Compound interest is interest calculated on both the original principal and accumulated interest from previous periods, producing exponential rather than linear growth. This calculator applies the formula A = P(1 + r/n)^(nt) for a lump-sum principal and adds the future value of regular monthly contributions compounded at the monthly rate. The Rule of 72 — dividing 72 by the annual interest rate — provides a quick approximation of the time required for a sum to double.

Last reviewed: 2026-07-07

Your details

USD
USD
%
years

Results

Future value$54,714
Total invested$34,000
Total interest earned$20,714
Estimated doubling time (Rule of 72)10.3 years

Understanding your compound interest results

The table below illustrates how compounding frequency affects the effective annual yield (EAY) of a nominal 6% annual rate. Higher compounding frequency produces incrementally more interest.

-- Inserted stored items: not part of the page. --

//! The say dialog: the on-screen box showing the speaker and the story text.

use bevy::prelude::*;

use crate::prelude::{DialogFade, SayCoordinator, SayDialogSettings, Writer};

pub mod commands;
pub mod fade;
pub mod say;

/// The UI entities making up a say dialog. Every part is optional;
/// operations touching a missing part do nothing.
#[derive(Debug, Default, Clone, Copy, PartialEq, Eq)]
pub struct DialogParts {
    /// Entity with a [`Text`] showing the speaker name.
    pub name_text: Option<Entity>,
    /// Entity with a [`Text`] and a [`Style`] showing the story text.
    pub story_text: Option<Entity>,
    /// Entity with a [`UiImage`] and a [`Style`] showing the speaker portrait.
    pub portrait: Option<Entity>,
    /// Entity shown while the dialog waits for a continue request.
    pub continue_indicator: Option<Entity>,
}

/// The story text placement as authored, before any portrait fitting.
#[derive(Debug, Clone, Copy, PartialEq)]
pub struct TextBoxLayout {
    /// Left offset of the box.
    pub left: Val,
    /// Right offset of the box.
    pub right: Val,
    /// Width of the box.
    pub width: Val,
    /// Left inset in pixels, zero unless `left` is in pixels.
    inset_px: f32,
    /// Width in pixels: `width` if in pixels, else the computed node width.
    width_px: f32,
}

impl TextBoxLayout {
    /// Captures the layout of `style`, measuring non-pixel widths with `measured_width`.
    fn capture(style: &Style, measured_width: f32) -> Self {
        Self {
            left: style.left,
            right: style.right,
            width: style.width,
            inset_px: px_or(style.left, 0.0),
            width_px: px_or(style.width, measured_width),
        }
    }

    /// Puts the captured values back onto `style`.
    fn restore(self, style: &mut Style) {
        style.left = self.left;
        style.right = self.right;
        style.width = self.width;
    }
}

/// The pixel value of `val`, or `fallback`.
fn px_or(val: Val, fallback: f32) -> f32 {
    match val {
        Val::Px(p) => p,
        _ => fallback,
    }
}

/// Shrinks the story text so it does not overlap a portrait at `portrait_left`, in pixels.
///
/// The text keeps its original inset and loses the portrait's width. It stays
/// on the left when the portrait sits right of the original text box center,
/// and moves to the right edge otherwise.
fn fit_story_text(
    original: TextBoxLayout,
    portrait_left: f32,
    portrait_width: f32,
    story: &mut Style,
) {
    let portrait_center = portrait_left + portrait_width / 2.0;
    let text_center = original.inset_px + original.width_px / 2.0;
    story.width = Val::Px((original.width_px - portrait_width).max(0.0));
    if text_center < portrait_center {
        story.left = Val::Px(original.inset_px);
        story.right = Val::Auto;
    } else {
        story.right = Val::Px(original.inset_px);
        story.left = Val::Auto;
    }
}

/// A say dialog. Pair it with [`DialogFade`], [`Writer`] and [`SayCoordinator`],
/// e.g. through [`SayDialogBundle`].
#[derive(Component, Debug, Default, Clone)]
pub struct SayDialog {
    /// Inactive dialogs are hidden and do not fade.
    pub(crate) active: bool,
    /// The UI parts of the dialog.
    pub parts: DialogParts,
    /// Whether the story text shrinks to make room for the portrait.
    pub fit_text_with_image: bool,
    /// The story text layout before any portrait was shown, captured on first use.
    pub(crate) original_story_layout: Option<TextBoxLayout>,
}

impl SayDialog {
    /// Creates an inactive dialog over the given parts.
    pub fn new(parts: DialogParts) -> Self {
        Self {
            parts,
            fit_text_with_image: true,
            ..default()
        }
    }

    /// Whether the dialog is shown and updated.
    pub fn is_active(&self) -> bool {
        self.active
    }
}

/// Everything a say dialog root entity needs.
#[derive(Bundle, Default)]
pub struct SayDialogBundle {
    /// The UI node of the dialog box.
    pub node: NodeBundle,
    /// The dialog itself.
    pub dialog: SayDialog,
    /// Its fade.
    pub fade: DialogFade,
    /// The typewriter writing its story text.
    pub writer: Writer,
    /// The say request waiting for the writer.
    pub coordinator: SayCoordinator,
}

impl SayDialogBundle {
    /// Creates a hidden dialog box configured from `settings`.
    pub fn new(settings: &SayDialogSettings, parts: DialogParts) -> Self {
        Self {
            node: NodeBundle {
                style: Style {
                    position_type: PositionType::Absolute,
                    bottom: Val::Px(20.0),
                    left: Val::Px(20.0),
                    width: Val::Px(settings.story_text_width + 2.0 * settings.story_text_inset),
                    min_height: Val::Px(160.0),
                    ..default()
                },
                background_color: BackgroundColor(Color::rgba(0.05, 0.05, 0.1, 0.0)),
                visibility: Visibility::Hidden,
                ..default()
            },
            dialog: SayDialog {
                fit_text_with_image: settings.fit_text_with_image,
                ..SayDialog::new(parts)
            },
            fade: DialogFade::new(settings.fade_duration, settings.fade_cooldown),
            writer: Writer::new(
                settings.chars_per_second,
                settings.punctuation_pause,
                settings.instant_complete,
            ),
            coordinator: SayCoordinator::default(),
        }
    }
}

/// Replaces the content of `text` with a single section holding `value`.
pub(crate) fn set_text_value(text: &mut Text, value: &str, color: Option<Color>) {
    if text.sections.is_empty() {
        text.sections.push(TextSection::default());
    }
    text.sections.truncate(1);
    let section = &mut text.sections[0];
    section.value = value.to_string();
    if let Some(color) = color {
        section.style.color = color;
    }
}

Compounding frequencyEffective annual yield (at 6% nominal)
Annually (n=1)6.000%
Quarterly (n=4)6.136%
Monthly (n=12)6.168%
Daily (n=365)6.183%
Continuous6.184%
  • This calculator models contributions as fixed monthly amounts. Real investment returns are variable; using a single average return rate is a simplification that may not reflect actual portfolio volatility.
  • The Rule of 72 is most accurate for annual compounding and interest rates between 4% and 12%. For rates outside this range or for more frequent compounding, the exact doubling time should be calculated as ln(2)/ln(1+r).
  • Inflation is not subtracted from the future value shown. To estimate real (purchasing-power-adjusted) growth, subtract the expected inflation rate from the nominal interest rate before running the calculation.
  • Investment returns from stocks, bonds, and other assets are not guaranteed and can be negative. Past returns are not indicative of future results.

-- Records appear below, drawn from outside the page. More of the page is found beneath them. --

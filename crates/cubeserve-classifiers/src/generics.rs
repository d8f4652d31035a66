//! Scripted generic intents ("yes", "no", "repeat", ...)
//!
//! Generic labels are matched by whole-query comparison against canned
//! utterances after normalization, not by a trained model.

use cubeserve_core::{Error, Result};
use regex::Regex;
use std::collections::{BTreeMap, HashMap};
use std::path::Path;
use std::sync::OnceLock;
use tracing::info;

fn non_alphanumeric() -> &'static Regex {
    static PATTERN: OnceLock<Regex> = OnceLock::new();
    PATTERN.get_or_init(|| Regex::new(r"[^\p{L}\p{N}]+").expect("pattern is valid"))
}

/// Normalize an utterance for matching.
///
/// Lowercases, folds `ё` into `е`, replaces punctuation with spaces,
/// collapses whitespace and squeezes runs of one repeated character,
/// so that `"НЕЕТ!"` and `"нет"` compare equal.
pub fn normalize(text: &str) -> String {
    let lowered = text.to_lowercase().replace('ё', "е");
    let spaced = non_alphanumeric().replace_all(&lowered, " ");

    let mut out = String::with_capacity(spaced.len());
    let mut prev = None;
    for ch in spaced.trim().chars() {
        if Some(ch) != prev {
            out.push(ch);
        }
        prev = Some(ch);
    }
    out
}

/// Named groups of canned utterances
#[derive(Debug, Clone)]
pub struct GenericVocabulary {
    entries: BTreeMap<String, Vec<String>>,
}

impl Default for GenericVocabulary {
    fn default() -> Self {
        let builtin: [(&str, &[&str]); 3] = [
            (
                "yes",
                &[
                    "yes", "yeah", "yep", "sure", "ok", "okay", "да", "ага", "угу", "конечно",
                    "хорошо",
                ],
            ),
            ("no", &["no", "nope", "nah", "нет", "неа", "не", "не надо"]),
            (
                "repeat",
                &[
                    "repeat",
                    "again",
                    "say again",
                    "pardon",
                    "повтори",
                    "повторите",
                    "еще раз",
                    "что",
                ],
            ),
        ];

        Self {
            entries: builtin
                .iter()
                .map(|(name, utterances)| {
                    (name.to_string(), utterances.iter().map(|u| u.to_string()).collect())
                })
                .collect(),
        }
    }
}

impl GenericVocabulary {
    /// Empty vocabulary; every generic name is matched literally
    pub fn empty() -> Self {
        Self {
            entries: BTreeMap::new(),
        }
    }

    /// Built-in vocabulary overridden by a JSON file of `{"name": ["utterance", ...]}`
    pub fn from_file(path: impl AsRef<Path>) -> Result<Self> {
        let path = path.as_ref();
        let content = std::fs::read_to_string(path).map_err(|e| {
            Error::config(format!("failed to read generic data {}: {}", path.display(), e))
        })?;
        let overrides: BTreeMap<String, Vec<String>> = serde_json::from_str(&content)
            .map_err(|e| Error::config(format!("invalid generic data {}: {}", path.display(), e)))?;

        let mut vocabulary = Self::default();
        info!(path = %path.display(), generics = overrides.len(), "Loaded generic vocabulary");
        vocabulary.entries.extend(overrides);
        Ok(vocabulary)
    }

    /// Add or replace a named group
    pub fn insert(&mut self, name: impl Into<String>, utterances: Vec<String>) {
        self.entries.insert(name.into(), utterances);
    }

    /// Utterances for a generic name; unknown names stand for themselves
    pub fn resolve(&self, name: &str) -> Vec<String> {
        self.entries
            .get(name)
            .cloned()
            .unwrap_or_else(|| vec![name.to_string()])
    }
}

/// Maps normalized utterances to generic labels
#[derive(Debug, Clone, Default)]
pub struct GenericMatcher {
    labels: Vec<String>,
    utterances: HashMap<String, Vec<usize>>,
}

impl GenericMatcher {
    /// Build from `(label, utterances)` pairs, in label order
    pub fn new(entries: &[(String, Vec<String>)]) -> Self {
        let mut matcher = Self::default();
        for (label, utterances) in entries {
            let index = matcher.labels.len();
            matcher.labels.push(label.clone());
            for utterance in utterances {
                let key = normalize(utterance);
                if key.is_empty() {
                    continue;
                }
                let slot = matcher.utterances.entry(key).or_default();
                if !slot.contains(&index) {
                    slot.push(index);
                }
            }
        }
        matcher
    }

    /// Generic labels in configuration order
    pub fn labels(&self) -> &[String] {
        &self.labels
    }

    /// Labels whose utterances match `query`, in configuration order
    pub fn matches(&self, query: &str) -> Vec<&str> {
        let mut hits: Vec<usize> = self
            .utterances
            .get(&normalize(query))
            .cloned()
            .unwrap_or_default();
        hits.sort_unstable();
        hits.into_iter().map(|i| self.labels[i].as_str()).collect()
    }
}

What is compound interest?

Compound interest is the process by which interest earned in one period is added to the principal, so that interest in subsequent periods accrues on the larger combined amount. The more frequently interest compounds, the faster the balance grows, because earned interest begins earning its own interest sooner. Albert Einstein is often (though apocryphally) credited with calling compound interest the 'eighth wonder of the world'; regardless of the source, the mathematical phenomenon is well-established.

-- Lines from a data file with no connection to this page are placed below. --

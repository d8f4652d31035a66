//! cubeserve classifiers
//!
//! Model-serving machinery behind the cubeserve HTTP façade.
//!
//! Every model turns text into vectors through an [`Embedder`], either an
//! in-process lookup table or a remote embedder service, picked by an
//! [`EmbedderFactory`] from its root location. On top of that sit three
//! model families:
//! - [`IntentClassifier`]: single-stage label ranking
//! - [`MultistageClassifier`]: coarse group, then fine label within the group
//! - [`LiveDialogClassifier`]: phrase intents merged with scripted generic
//!   intents, always offering a not-understand fallback
//!
//! Trained models are persisted as `{id}.cube` documents and served through
//! the [`ModelRegistry`], which loads each ID at most once per process.

pub mod classifier;
pub mod embedder;
pub mod generics;
pub mod live_dialog;
pub mod model;
pub mod multistage;
pub mod registry;
pub mod storage;
pub mod tokenizer;

pub use classifier::{Classifier, EmbedderSpec, IntentClassifier, LinearParams};
pub use embedder::{
    Embedder, EmbedderFactory, FactoryType, LocalEmbedder, NetworkEmbedder, VectorTable,
};
pub use generics::{GenericMatcher, GenericVocabulary};
pub use live_dialog::{
    LabelSetting, LiveDialogClassifier, LiveDialogConfig, LiveDialogRecord, CONFIDENCE_THRESHOLD,
};
pub use model::{Model, ModelKind, ModelRecord};
pub use multistage::{GroupedExample, MultistageClassifier};
pub use registry::{ModelRegistry, RegistryStats};
pub use storage::ModelStorage;
pub use tokenizer::{Tokenizer, TokenizerMode};

/// Prelude for convenient imports
pub mod prelude {
    pub use crate::classifier::{Classifier, IntentClassifier};
    pub use crate::embedder::{Embedder, EmbedderFactory};
    pub use crate::live_dialog::{LiveDialogClassifier, LiveDialogConfig};
    pub use crate::model::Model;
    pub use crate::multistage::MultistageClassifier;
    pub use crate::registry::ModelRegistry;
}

The compounding frequency — annual, quarterly, monthly, or daily — determines how many times per year the interest is calculated and added to the balance. Monthly compounding (n = 12) is the most common frequency for savings accounts and many investment accounts. Daily compounding (n = 365) is used by some high-yield savings accounts and money market funds. The difference between monthly and daily compounding is small for most practical purposes.

The Rule of 72 is a well-known approximation in finance: dividing 72 by the annual interest rate gives the approximate number of years required for an investment to double in value. At 6% per year, 72 ÷ 6 = 12 years. The rule is most accurate for rates between 4% and 12% and for annual compounding. This calculator shows the Rule of 72 estimate whenever a positive interest rate is entered.

How to use this compound interest calculator

  1. Enter the initial principal — the starting balance or lump-sum investment.
  2. Enter any regular monthly contribution amount. Set to zero for a single lump-sum calculation.
  3. Enter the annual interest rate as a percentage.
  4. Enter the time period in years.
  5. Select the compounding frequency from the dropdown (annually, quarterly, monthly, or daily).
  6. Read the future value, total invested, total interest earned, and estimated doubling time.

The compound interest formula

A = P · (1 + r/n)^(n·t)
Contribution FV = PMT · [(1 + r/12)^(12t) − 1] / (r/12) [for PMT > 0 and r > 0]
Total FV = A + Contribution FV
Doubling time ≈ 72 / (rate%) [Rule of 72]
Where: P = principal, r = annual rate (decimal), n = compounds/year, t = years, PMT = monthly contribution

The future value of a lump sum compounded at rate r, n times per year, over t years is given by the formula below. The future value of regular monthly contributions is added using a separate annuity formula compounded at the monthly rate (r/12), because contributions are assumed to occur monthly regardless of the selected compounding frequency for the lump sum.

The Rule of 72 approximation divides 72 by the annual interest rate (expressed as a percentage, not a decimal). The approximation works because ln(2) ≈ 0.693 and the rule replaces the natural log with 0.72/rate for easy mental arithmetic.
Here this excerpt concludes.